▸ **Extracted information**
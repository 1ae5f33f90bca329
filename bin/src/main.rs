#[macro_use]
extern crate log;

use cameras::*;
use clap::Parser;
use integrators::Renderer;
use std::sync::Arc;
use std::time::Instant;
use volumes::*;
use volvis_core::app::*;
use volvis_core::geometry::*;
use volvis_core::pbrt::*;
use volvis_core::volume::Volume;

#[cfg(all(feature = "dhat-rs", feature = "jemalloc"))]
compile_error!("feature 'dhat-rs' and feature 'jemalloc' cannot be enabled at the same time");

#[cfg(feature = "dhat-rs")]
use dhat::{Dhat, DhatAlloc};

#[cfg(feature = "dhat-rs")]
#[global_allocator]
static ALLOCATOR: DhatAlloc = DhatAlloc;

#[cfg(feature = "jemalloc")]
#[cfg(not(target_env = "msvc"))]
use tikv_jemallocator::Jemalloc;

#[cfg(feature = "jemalloc")]
#[cfg(not(target_env = "msvc"))]
#[global_allocator]
static ALLOCATOR: Jemalloc = Jemalloc;

/// Vertical field of view of the benchmark camera in degrees.
const FIELD_OF_VIEW: Float = 60.0;

fn main() {
    #[cfg(feature = "dhat-rs")]
    let _dhat = Dhat::start_heap_profiling();

    // Initialize `env_logger`.
    env_logger::init();

    let options = Options::parse();
    if let Err(e) = run(&options) {
        error!("{e}");
        std::process::exit(1);
    }
}

/// Loads or builds the volume and renders the requested frames.
///
/// * `options` - Command line options.
fn run(options: &Options) -> Result<(), String> {
    let start = Instant::now();
    let volume = match options.path.as_deref() {
        Some(path) => read_fld(path)?,
        None => synthesize(options.synthetic, options.size)?,
    };
    let gradient = GradientGrid::new(&volume);
    info!(
        "Prepared {} volume and gradients in {:.3}s",
        volume.dims(),
        start.elapsed().as_secs_f32()
    );

    let config = options.render_config();
    let resolution = config.render_resolution;
    if resolution.x == 0 || resolution.y == 0 {
        return Err(format!("Invalid image resolution {resolution}"));
    }

    let mut camera = benchmark_camera(&volume, resolution.x as Float / resolution.y as Float)?;
    let mut renderer =
        Renderer::new(Arc::new(volume), Arc::new(gradient), Arc::new(camera), config);
    let parallel_options = options.parallel_options();
    renderer.set_parallel_options(parallel_options);

    let progress = (!options.quiet).then(|| create_progress_bar(options.frames as u64));
    if let Some(progress) = &progress {
        progress.set_message(format!("Rendering {} frames", renderer.config().render_mode));
    }

    let start = Instant::now();
    for _ in 0..options.frames {
        renderer.render();
        if let Some(progress) = &progress {
            progress.inc(1);
        }

        if options.orbit != 0.0 {
            camera = camera.orbit(options.orbit)?;
            renderer.set_camera(Arc::new(camera));
        }
    }
    let elapsed = start.elapsed();

    if let Some(progress) = progress {
        progress.finish_with_message("Render complete");
    }

    let frame = renderer.frame();
    let ms_per_frame = if options.frames > 0 {
        elapsed.as_secs_f64() * 1000.0 / options.frames as f64
    } else {
        0.0
    };
    info!(
        "Rendered {} frames of {} with {} threads in {:.3}s ({:.2} ms/frame)",
        options.frames,
        resolution,
        parallel_options.n_threads,
        elapsed.as_secs_f32(),
        ms_per_frame
    );
    info!(
        "Last frame coverage {:.4}, mean luminance {:.4}",
        frame.coverage(),
        frame.mean_luminance()
    );

    if !options.quiet {
        println!(
            "{} frames, {:.2} ms/frame, coverage {:.4}, mean luminance {:.4}",
            options.frames,
            ms_per_frame,
            frame.coverage(),
            frame.mean_luminance()
        );
    }

    Ok(())
}

/// Returns a synthetic volume.
///
/// * `kind` - The volume kind.
/// * `size` - Number of voxels along each axis.
fn synthesize(kind: SyntheticKind, size: usize) -> Result<GridVolume, String> {
    if size < 2 {
        return Err(format!("Synthetic volume size {size} must be at least 2"));
    }

    let n = size as Int;
    let dims = Vector3i::new(n, n, n);
    info!("Building {kind} volume of {size}³ voxels");
    match kind {
        SyntheticKind::Uniform => uniform_volume(dims, 100.0),
        SyntheticKind::Sphere => sphere_volume(n, (n / 2) as Float, 255.0),
        SyntheticKind::Ramp => ramp_x_volume(dims, 255.0 / (n - 1) as Float),
        SyntheticKind::Voxel => single_voxel_volume(dims, Point3i::new(n / 2, n / 2, n / 2), 255.0),
    }
}

/// Returns a perspective camera on the +z side of the volume that sees all of
/// it.
///
/// * `volume` - The volume.
/// * `aspect` - Image width divided by height.
fn benchmark_camera(volume: &GridVolume, aspect: Float) -> Result<PerspectiveCamera, String> {
    let dims = Vector3f::from(volume.dims());
    let center = Point3f::from(dims / 2.0);
    let distance = 2.0 * dims.length();
    let frame = LookAt::new(
        center + Vector3f::new(0.0, 0.0, distance),
        center,
        Vector3f::new(0.0, 1.0, 0.0),
    )?;
    PerspectiveCamera::new(frame, FIELD_OF_VIEW, aspect)
}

▸ **About this exercise**
Write the whole listing out again. Keep every line exactly as it is.

▸ **Output of the exercise**
repository 1ae5f33f90bca329
filename bin/src/main.rs
#[macro_use]
extern crate log;

use cameras::*;
use clap::Parser;
use integrators::Renderer;
use std::sync::Arc;
use std::time::Instant;
use volumes::*;
use volvis_core::app::*;
use volvis_core::geometry::*;
use volvis_core::pbrt::*;
use volvis_core::volume::Volume;

#[cfg(all(feature = "dhat-rs", feature = "jemalloc"))]
compile_error!("feature 'dhat-rs' and feature 'jemalloc' cannot be enabled at the same time");

#[cfg(feature = "dhat-rs")]
use dhat::{Dhat, DhatAlloc};

#[cfg(feature = "dhat-rs")]
#[global_allocator]
static ALLOCATOR: DhatAlloc = DhatAlloc;

#[cfg(feature = "jemalloc")]
#[cfg(not(target_env = "msvc"))]
use tikv_jemallocator::Jemalloc;

#[cfg(feature = "jemalloc")]
#[cfg(not(target_env = "msvc"))]
#[global_allocator]
static ALLOCATOR: Jemalloc = Jemalloc;

/// Vertical field of view of the benchmark camera in degrees.
const FIELD_OF_VIEW: Float = 60.0;

fn main() {
    #[cfg(feature = "dhat-rs")]
    let _dhat = Dhat::start_heap_profiling();

    // Initialize `env_logger`.
    env_logger::init();

    let options = Options::parse();
    if let Err(e) = run(&options) {
        error!("{e}");
        std::process::exit(1);
    }
}

/// Loads or builds the volume and renders the requested frames.
///
/// * `options` - Command line options.
fn run(options: &Options) -> Result<(), String> {
    let start = Instant::now();
    let volume = match options.path.as_deref() {
        Some(path) => read_fld(path)?,
        None => synthesize(options.synthetic, options.size)?,
    };
    let gradient = GradientGrid::new(&volume);
    info!(
        "Prepared {} volume and gradients in {:.3}s",
        volume.dims(),
        start.elapsed().as_secs_f32()
    );

    let config = options.render_config();
    let resolution = config.render_resolution;
    if resolution.x == 0 || resolution.y == 0 {
        return Err(format!("Invalid image resolution {resolution}"));
    }

    let mut camera = benchmark_camera(&volume, resolution.x as Float / resolution.y as Float)?;
    let mut renderer =
        Renderer::new(Arc::new(volume), Arc::new(gradient), Arc::new(camera), config);
    let parallel_options = options.parallel_options();
    renderer.set_parallel_options(parallel_options);

    let progress = (!options.quiet).then(|| create_progress_bar(options.frames as u64));
    if let Some(progress) = &progress {
        progress.set_message(format!("Rendering {} frames", renderer.config().render_mode));
    }

    let start = Instant::now();
    for _ in 0..options.frames {
        renderer.render();
        if let Some(progress) = &progress {
            progress.inc(1);
        }

        if options.orbit != 0.0 {
            camera = camera.orbit(options.orbit)?;
            renderer.set_camera(Arc::new(camera));
        }
    }
    let elapsed = start.elapsed();

    if let Some(progress) = progress {
        progress.finish_with_message("Render complete");
    }

    let frame = renderer.frame();
    let ms_per_frame = if options.frames > 0 {
        elapsed.as_secs_f64() * 1000.0 / options.frames as f64
    } else {
        0.0
    };
    info!(
        "Rendered {} frames of {} with {} threads in {:.3}s ({:.2} ms/frame)",
        options.frames,
        resolution,
        parallel_options.n_threads,
        elapsed.as_secs_f32(),
        ms_per_frame
    );
    info!(
        "Last frame coverage {:.4}, mean luminance {:.4}",
        frame.coverage(),
        frame.mean_luminance()
    );

    if !options.quiet {
        println!(
            "{} frames, {:.2} ms/frame, coverage {:.4}, mean luminance {:.4}",
            options.frames,
            ms_per_frame,
            frame.coverage(),
            frame.mean_luminance()
        );
    }

    Ok(())
}

/// Returns a synthetic volume.
///
/// * `kind` - The volume kind.
/// * `size` - Number of voxels along each axis.
fn synthesize(kind: SyntheticKind, size: usize) -> Result<GridVolume, String> {
    if size < 2 {
        return Err(format!("Synthetic volume size {size} must be at least 2"));
    }

    let n = size as Int;
    let dims = Vector3i::new(n, n, n);
    info!("Building {kind} volume of {size}³ voxels");
    match kind {
        SyntheticKind::Uniform => uniform_volume(dims, 100.0),
        SyntheticKind::Sphere => sphere_volume(n, (n / 2) as Float, 255.0),
        SyntheticKind::Ramp => ramp_x_volume(dims, 255.0 / (n - 1) as Float),
        SyntheticKind::Voxel => single_voxel_volume(dims, Point3i::new(n / 2, n / 2, n / 2), 255.0),
    }
}

/// Returns a perspective camera on the +z side of the volume that sees all of
/// it.
///
/// * `volume` - The volume.
/// * `aspect` - Image width divided by height.
fn benchmark_camera(volume: &GridVolume, aspect: Float) -> Result<PerspectiveCamera, String> {
    let dims = Vector3f::from(volume.dims());
    let center = Point3f::from(dims / 2.0);
    let distance = 2.0 * dims.length();
    let frame = LookAt::new(
        center + Vector3f::new(0.0, 0.0, distance),
        center,
        Vector3f::new(0.0, 1.0, 0.0),
    )?;
    PerspectiveCamera::new(frame, FIELD_OF_VIEW, aspect)
}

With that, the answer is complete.